Title : Growing up Moonta
Author :
Rating :
ISBN : 9718192103742
Format Type : Paperback
Number of Pages : 509 Pages
Status : Available For Download
Last checked : 21 Minutes ago!

Growing up Moonta Reviews

  • Danielle Clode
    2018-09-25 03:37

    Growing up Moonta is a finely produced oral history telling the story of a small Australian country town from the perspective of local residents and their everyday lives, rather than the usual narrative grand men and their economic achievements.

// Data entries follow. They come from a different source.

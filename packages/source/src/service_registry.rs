//! Compile-time registry of upstream service configurations.
//!
//! Each provider endpoint is defined in a TOML file under `services/`.
//! The registry embeds these at compile time and exposes them via
//! [`all_services`], [`enabled_services`], and [`service_for`].

use std::time::Duration;

use serde::Deserialize;

use crate::retry::RetryPolicy;

/// What a service is used for. Each role is served by exactly one entry.
#[derive(Debug, Clone, Copy, PartialEq, Eq, PartialOrd, Ord, Hash, Deserialize)]
#[serde(rename_all = "snake_case")]
pub enum ServiceRole {
    /// Primary hourly weather forecast.
    PrimaryWeather,
    /// Fallback hourly weather forecast used to fill gaps.
    SecondaryWeather,
    /// Live precipitation forecast + recent history.
    PrecipitationLive,
    /// Historical precipitation archive.
    PrecipitationArchive,
    /// Active official alerts.
    Alerts,
    /// Air quality.
    AirQuality,
    /// Avalanche forecast zone map layer.
    AvalancheZones,
    /// Snowpack station network.
    Snowpack,
}

/// An upstream service configuration loaded from TOML.
#[derive(Debug, Clone, Deserialize)]
pub struct ServiceConfig {
    /// Unique identifier (e.g., `"nws_forecast"`).
    pub id: String,
    /// Human-readable name.
    pub name: String,
    /// What the service is used for.
    pub role: ServiceRole,
    /// Whether the pipeline calls this service.
    #[serde(default = "default_true")]
    pub enabled: bool,
    /// Base URLs, tried in order. More than one means mirrored hosts.
    pub base_urls: Vec<String>,
    /// Per-call timeout override in milliseconds.
    pub timeout_ms: Option<u64>,
    /// Attempts per host override.
    pub attempts: Option<u32>,
}

const fn default_true() -> bool {
    true
}

impl ServiceConfig {
    /// The first configured base URL.
    #[must_use]
    pub fn base_url(&self) -> &str {
        self.base_urls.first().map_or("", String::as_str)
    }

    /// The per-call timeout, or `default` when not overridden.
    #[must_use]
    pub fn timeout(&self, default: Duration) -> Duration {
        self.timeout_ms.map_or(default, Duration::from_millis)
    }

    /// Retry bounds for this service, starting from `default`.
    #[must_use]
    pub fn retry_policy(&self, default: RetryPolicy) -> RetryPolicy {
        RetryPolicy {
            attempts: self.attempts.unwrap_or(default.attempts),
            ..default
        }
    }
}

// ── Compile-time embedded TOML files ────────────────────────────────

const SERVICE_TOMLS: &[(&str, &str)] = &[
    ("nws_forecast", include_str!("../services/nws_forecast.toml")),
    (
        "open_meteo_forecast",
        include_str!("../services/open_meteo_forecast.toml"),
    ),
    (
        "open_meteo_precipitation",
        include_str!("../services/open_meteo_precipitation.toml"),
    ),
    (
        "open_meteo_archive",
        include_str!("../services/open_meteo_archive.toml"),
    ),
    ("nws_alerts", include_str!("../services/nws_alerts.toml")),
    (
        "open_meteo_air_quality",
        include_str!("../services/open_meteo_air_quality.toml"),
    ),
    (
        "avalanche_map_layer",
        include_str!("../services/avalanche_map_layer.toml"),
    ),
    ("awdb_snotel", include_str!("../services/awdb_snotel.toml")),
];

#[cfg(test)]
const EXPECTED_SERVICE_COUNT: usize = 8;

/// Returns all service configurations (enabled and disabled).
///
/// # Panics
///
/// Panics if any TOML config is malformed (this is a compile-time guarantee
/// since the configs are embedded).
#[must_use]
pub fn all_services() -> Vec<ServiceConfig> {
    SERVICE_TOMLS
        .iter()
        .map(|(name, toml_str)| {
            toml::de::from_str(toml_str)
                .unwrap_or_else(|e| panic!("Failed to parse service '{name}': {e}"))
        })
        .collect()
}

/// Returns only enabled services.
#[must_use]
pub fn enabled_services() -> Vec<ServiceConfig> {
    all_services().into_iter().filter(|s| s.enabled).collect()
}

/// Returns the enabled service for `role`, if any.
#[must_use]
pub fn service_for(role: ServiceRole) -> Option<ServiceConfig> {
    enabled_services().into_iter().find(|s| s.role == role)
}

Weidenbach has mined a rich vein of Australian history with all the humour, compassion and dogged determination of our pioneering forebears. If only more books were written like this, our history would be far more accurate and much more engaging. Eminently readable, authentic and complex, these are stories we will all recognise from our parents and grandparents. A truly collaborative project between a father and daughter, I think Neil Weidenbach would be both honoured and delighted by the stories his daughter has compiled in his memory.